The Central Government will create the enabling policy framework, provide
incentives for infrastructure development on a Public-Private Partnership (PPP) basis
through appropriate financing instruments, and State Governments will be
encouraged to adopt the instrumentalities provided in the policy
Objectives of National Manufacturing Policy
The government of India decided to bring out the National Manufacturing Policy to
bring about a quantitative and qualitative change with the following six objectives:
•Increase manufacturing sector growth to 12-14% over the medium term to make it
the engine of growth for the economy. The 2 to 4 % differential over the medium-
term growth rate of the overall economy will enable manufacturing to contribute at
least 25% of the National GDP by 2022.
•Increase the rate of job creation in manufacturing to create 100 million additional
jobs by 2022.
•Creation of appropriate skill sets among the rural migrant and urban poor to make
growth inclusive.
•Increase domestic value addition and technological ‘depth’ in manufacturing.
•Enhance global competitiveness of Indian manufacturing through appropriate
policy support.
•Ensure sustainability of growth, particularly with regard to the environment
including energy efficiency, optimal utilization of natural resources and restoration
of damaged/ degraded eco-systems
Significance of National manufacturing Policy
•India skipped the second stage of economic transition(i.e., primary sector takeover of
the primary sector) and became a service economy predominantly. The manufacturing
sector’s share in the Indian economy is stuck at 16%. The National Manufacturing Policy
aims to increase the share of the manufacturing sector to GDP from 16% to 25% by
2022.
•This is a holistic policy for the promotion of the manufacturing sector in the country.
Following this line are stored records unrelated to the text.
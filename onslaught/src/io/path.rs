//! Absolute, normalized filesystem locations.
//!
//! [`SandboxPath`] is an immutable value: joining never touches the disk, and
//! equality/hashing compare the normalized absolute path, so sets of paths
//! taken at different times can be diffed directly.

use std::env;
use std::fmt;
use std::fs::{self, File};
use std::io::ErrorKind;
use std::path::{Path, PathBuf};

use anyhow::{Context, Result, anyhow, bail};
use tracing::{debug, error};
use walkdir::WalkDir;

use crate::core::path::normalize_lexically;

#[derive(Debug, Clone, PartialEq, Eq, Hash, PartialOrd, Ord)]
pub struct SandboxPath(PathBuf);

impl SandboxPath {
    /// Resolve `path` against the current directory (if relative) and
    /// normalize it.
    pub fn new(path: impl AsRef<Path>) -> Result<Self> {
        let path = path.as_ref();
        let absolute = std::path::absolute(path)
            .with_context(|| format!("resolve absolute path for {}", path.display()))?;
        Ok(Self(normalize_lexically(&absolute)))
    }

    pub fn as_path(&self) -> &Path {
        &self.0
    }

    /// Child location. An absolute `part` replaces the whole path, as with
    /// [`Path::join`].
    pub fn join(&self, part: impl AsRef<Path>) -> Self {
        Self(normalize_lexically(&self.0.join(part)))
    }

    /// Final component, or an empty string for the filesystem root.
    pub fn basename(&self) -> String {
        self.0
            .file_name()
            .map(|name| name.to_string_lossy().into_owned())
            .unwrap_or_default()
    }

    pub fn parent(&self) -> Option<Self> {
        self.0.parent().map(|parent| Self(parent.to_path_buf()))
    }

    /// True if anything (file, directory, or dangling symlink) is here.
    pub fn exists(&self) -> bool {
        fs::symlink_metadata(&self.0).is_ok()
    }

    pub fn is_file(&self) -> bool {
        self.0.is_file()
    }

    pub fn is_dir(&self) -> bool {
        self.0.is_dir()
    }

    /// Create this directory and any missing parents. Existing directories
    /// are fine; an existing non-directory is an error.
    pub fn ensure_is_directory(&self) -> Result<()> {
        if self.is_dir() {
            return Ok(());
        }
        fs::create_dir_all(&self.0).with_context(|| format!("create directory {self}"))?;
        debug!(path = %self, "created directory");
        Ok(())
    }

    /// `rm -rf`: removes files, symlinks and directory trees. A missing path
    /// is not an error.
    pub fn remove_recursive(&self) -> Result<()> {
        let meta = match fs::symlink_metadata(&self.0) {
            Ok(meta) => meta,
            Err(err) if err.kind() == ErrorKind::NotFound => return Ok(()),
            Err(err) => return Err(err).with_context(|| format!("stat {self}")),
        };
        debug!(path = %self, "rm -rf");
        let result = if meta.is_dir() {
            fs::remove_dir_all(&self.0)
        } else {
            fs::remove_file(&self.0)
        };
        match result {
            Ok(()) => Ok(()),
            Err(err) if err.kind() == ErrorKind::NotFound => Ok(()),
            Err(err) => Err(err).with_context(|| format!("remove {self}")),
        }
    }

    /// Direct children, sorted by path.
    pub fn list_children(&self) -> Result<Vec<SandboxPath>> {
        let mut children = Vec::new();
        for entry in fs::read_dir(&self.0).with_context(|| format!("read directory {self}"))? {
            let entry = entry.with_context(|| format!("read entry in {self}"))?;
            children.push(self.join(entry.file_name()));
        }
        children.sort();
        Ok(children)
    }

    /// Every descendant file and directory (not the root itself), parents
    /// before their children. Entries that vanish mid-walk are skipped, and a
    /// missing root yields an empty list.
    pub fn walk(&self) -> Result<Vec<SandboxPath>> {
        let mut paths = Vec::new();
        for entry in WalkDir::new(&self.0)
            .min_depth(1)
            .follow_links(false)
            .sort_by_file_name()
        {
            match entry {
                Ok(entry) => paths.push(SandboxPath(entry.into_path())),
                Err(err) if is_not_found(&err) => continue,
                Err(err) => return Err(anyhow!(err)).with_context(|| format!("walk {self}")),
            }
        }
        Ok(paths)
    }

    /// Switch the process working directory here until the guard drops.
    pub fn pushd(&self) -> Result<PushdGuard> {
        let previous = env::current_dir().context("read current directory")?;
        env::set_current_dir(&self.0).with_context(|| format!("chdir to {self}"))?;
        debug!(from = %previous.display(), to = %self, "pushd");
        Ok(PushdGuard { previous })
    }

    /// Recursively copy this directory to `dest`, which must not exist yet.
    /// Symlinks are followed, so the copy holds real files.
    pub fn copy_tree(&self, dest: &SandboxPath) -> Result<()> {
        if dest.exists() {
            bail!("copy destination {dest} already exists");
        }
        if !self.is_dir() {
            bail!("copy source {self} is not a directory");
        }
        debug!(src = %self, dest = %dest, "copying tree");
        dest.ensure_is_directory()?;
        for entry in WalkDir::new(&self.0).min_depth(1).follow_links(true) {
            let entry = entry.map_err(|err| anyhow!(err)).with_context(|| format!("walk {self}"))?;
            let relative = entry
                .path()
                .strip_prefix(&self.0)
                .with_context(|| format!("relativize {}", entry.path().display()))?;
            let target = dest.join(relative);
            if entry.file_type().is_dir() {
                target.ensure_is_directory()?;
            } else {
                fs::copy(entry.path(), target.as_path()).with_context(|| {
                    format!("copy {} to {target}", entry.path().display())
                })?;
            }
        }
        Ok(())
    }

    pub fn copy_file(&self, dest: &SandboxPath) -> Result<()> {
        fs::copy(&self.0, &dest.0).with_context(|| format!("copy {self} to {dest}"))?;
        Ok(())
    }

    pub fn read_to_string(&self) -> Result<String> {
        fs::read_to_string(&self.0).with_context(|| format!("read {self}"))
    }

    /// Read as text, replacing invalid UTF-8. Tool output is not guaranteed
    /// to be valid UTF-8.
    pub fn read_lossy(&self) -> Result<String> {
        let bytes = fs::read(&self.0).with_context(|| format!("read {self}"))?;
        Ok(String::from_utf8_lossy(&bytes).into_owned())
    }

    pub fn write(&self, contents: impl AsRef<[u8]>) -> Result<()> {
        fs::write(&self.0, contents).with_context(|| format!("write {self}"))
    }

    /// Create (or truncate) the file for writing.
    pub fn create_file(&self) -> Result<File> {
        File::create(&self.0).with_context(|| format!("create {self}"))
    }
}

fn is_not_found(err: &walkdir::Error) -> bool {
    err.io_error()
        .is_some_and(|io| io.kind() == ErrorKind::NotFound)
}

impl fmt::Display for SandboxPath {
    fn fmt(&self, f: &mut fmt::Formatter<'_>) -> fmt::Result {
        write!(f, "{}", self.0.display())
    }
}

impl AsRef<Path> for SandboxPath {
    fn as_ref(&self) -> &Path {
        &self.0
    }
}

/// Restores the previous working directory on drop, including during
/// unwinding and early returns.
#[must_use = "the previous directory is restored as soon as the guard drops"]
#[derive(Debug)]
pub struct PushdGuard {
    previous: PathBuf,
}

impl Drop for PushdGuard {
    fn drop(&mut self) {
        match env::set_current_dir(&self.previous) {
            Ok(()) => debug!(to = %self.previous.display(), "popd"),
            Err(err) => {
                error!(err = %err, to = %self.previous.display(), "failed to restore working directory");
            }
        }
    }
}

#[cfg(test)]
mod tests {
    use super::*;
    use std::collections::HashSet;
    use std::sync::{Mutex, MutexGuard};

    // The working directory is process-global; pushd tests take turns.
    static CWD_LOCK: Mutex<()> = Mutex::new(());

    fn lock_cwd() -> MutexGuard<'static, ()> {
        CWD_LOCK.lock().unwrap_or_else(|poisoned| poisoned.into_inner())
    }

    fn tree(root: &Path) -> SandboxPath {
        let root = SandboxPath::new(root).expect("root");
        root.join("a/b").ensure_is_directory().expect("mkdir");
        root.join("a/b/file.txt").write("hello").expect("write");
        root.join("top.txt").write("top").expect("write");
        root
    }

    #[test]
    fn join_does_not_touch_disk() {
        let temp = tempfile::tempdir().expect("tempdir");
        let root = SandboxPath::new(temp.path()).expect("root");
        let child = root.join("missing/child");
        assert!(!child.exists());
        assert_eq!(child.as_path(), temp.path().join("missing/child"));
    }

    #[test]
    fn equality_is_by_normalized_path() {
        let a = SandboxPath::new("/x/y/../z").expect("a");
        let b = SandboxPath::new("/x/./z").expect("b");
        assert_eq!(a, b);
        let set: HashSet<_> = [a, b].into_iter().collect();
        assert_eq!(set.len(), 1);
    }

    #[test]
    fn basename_and_parent() {
        let path = SandboxPath::new("/x/y/z.log").expect("path");
        assert_eq!(path.basename(), "z.log");
        assert_eq!(path.parent(), Some(SandboxPath::new("/x/y").expect("parent")));
    }

    #[test]
    fn ensure_is_directory_is_idempotent() {
        let temp = tempfile::tempdir().expect("tempdir");
        let dir = SandboxPath::new(temp.path()).expect("root").join("a/b/c");
        dir.ensure_is_directory().expect("first");
        dir.ensure_is_directory().expect("second");
        assert!(dir.is_dir());
    }

    #[test]
    fn ensure_is_directory_rejects_existing_file() {
        let temp = tempfile::tempdir().expect("tempdir");
        let file = SandboxPath::new(temp.path()).expect("root").join("f");
        file.write("x").expect("write");
        assert!(file.ensure_is_directory().is_err());
    }

    #[test]
    fn remove_recursive_handles_trees_files_and_missing_paths() {
        let temp = tempfile::tempdir().expect("tempdir");
        let root = tree(temp.path());
        root.join("top.txt").remove_recursive().expect("file");
        root.join("a").remove_recursive().expect("tree");
        root.join("a").remove_recursive().expect("missing");
        assert!(root.list_children().expect("list").is_empty());
    }

    #[test]
    fn list_children_is_not_recursive() {
        let temp = tempfile::tempdir().expect("tempdir");
        let root = tree(temp.path());
        let names: Vec<String> = root
            .list_children()
            .expect("list")
            .iter()
            .map(SandboxPath::basename)
            .collect();
        assert_eq!(names, vec!["a", "top.txt"]);
    }

    #[test]
    fn walk_yields_every_descendant_parents_first() {
        let temp = tempfile::tempdir().expect("tempdir");
        let root = tree(temp.path());
        let walked = root.walk().expect("walk");
        assert_eq!(
            walked,
            vec![
                root.join("a"),
                root.join("a/b"),
                root.join("a/b/file.txt"),
                root.join("top.txt"),
            ]
        );
    }

    #[test]
    fn walk_of_missing_root_is_empty() {
        let temp = tempfile::tempdir().expect("tempdir");
        let missing = SandboxPath::new(temp.path()).expect("root").join("nope");
        assert!(missing.walk().expect("walk").is_empty());
    }

    #[test]
    fn copy_tree_preserves_structure_and_contents() {
        let temp = tempfile::tempdir().expect("tempdir");
        let src = tree(&temp.path().join("src"));
        let dest = SandboxPath::new(temp.path()).expect("root").join("dest");
        src.copy_tree(&dest).expect("copy");

        assert_eq!(
            dest.join("a/b/file.txt").read_to_string().expect("read"),
            "hello"
        );
        assert_eq!(dest.join("top.txt").read_to_string().expect("read"), "top");
        assert_eq!(src.walk().expect("src").len(), dest.walk().expect("dest").len());
    }

    #[test]
    fn copy_tree_refuses_existing_destination() {
        let temp = tempfile::tempdir().expect("tempdir");
        let src = tree(&temp.path().join("src"));
        let dest = SandboxPath::new(temp.path()).expect("root").join("dest");
        dest.ensure_is_directory().expect("mkdir");
        let err = src.copy_tree(&dest).unwrap_err();
        assert!(err.to_string().contains("already exists"));
    }

    #[test]
    fn read_lossy_tolerates_invalid_utf8() {
        let temp = tempfile::tempdir().expect("tempdir");
        let file = SandboxPath::new(temp.path()).expect("root").join("bin.log");
        file.write([b'o', b'k', 0xff, b'\n']).expect("write");
        assert!(file.read_to_string().is_err());
        assert_eq!(file.read_lossy().expect("lossy"), "ok\u{fffd}\n");
    }

    #[test]
    fn pushd_restores_previous_directory() {
        let _lock = lock_cwd();
        let temp = tempfile::tempdir().expect("tempdir");
        let dest = SandboxPath::new(temp.path()).expect("root");
        let before = env::current_dir().expect("cwd");
        {
            let _guard = dest.pushd().expect("pushd");
            let inside = SandboxPath::new(env::current_dir().expect("cwd")).expect("inside");
            assert_eq!(
                inside.as_path().canonicalize().expect("canon"),
                dest.as_path().canonicalize().expect("canon")
            );
        }
        assert_eq!(env::current_dir().expect("cwd"), before);
    }

    #[test]
    fn pushd_restores_on_early_error_return() {
        fn failing_work(dest: &SandboxPath) -> Result<()> {
            let _guard = dest.pushd()?;
            bail!("boom")
        }

        let _lock = lock_cwd();
        let temp = tempfile::tempdir().expect("tempdir");
        let dest = SandboxPath::new(temp.path()).expect("root");
        let before = env::current_dir().expect("cwd");
        assert!(failing_work(&dest).is_err());
        assert_eq!(env::current_dir().expect("cwd"), before);
    }
}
•NMP helps in improving the performance of Small and Medium Enterprises (SMEs) by
providing incentives for their growth.
•Industrial training and skill up-gradation measures for the young workforce.
•NMP proposed rationalisation and simplification of business regulations to reduce the
burden of procedural and regulatory compliance on businesses.
•It aims to set up Financial and institutional mechanisms for technology development,
including green technology.
•A Special Purpose Vehicle (SPV) will be constituted by the State Government to
discharge the functions specified in the policy.
•Mechanisms may be developed for the cooperation of public or private institutions with
government inspection agencies under the overall control of statutory authorities.
•Support to PPPs in Infrastructure in the form of capital grants at the stage of project
construction will be given as per the Viability Gap Funding guidelines.
North East Industrial & Investment Promotion Policy (NEIIPP)
• With a view to give a further boost to industrialization in the North
Eastern Region, the erstwhile North East Industrial Policy (NEIP),
1997 was revised and a new policy, namely North East Industrial &
Investment Promotion Policy (NEIIPP) 2007, was notified w.e.f.
1.4.2007 which will remain in force upto 31.03.2017. Benefits under
NEIIPP, 2007 have also been extended, for the first time, to select
Service Sector units, Bio-technology units and Power Generating
units (up to 10 MW), besides industries in the manufacturing Sector.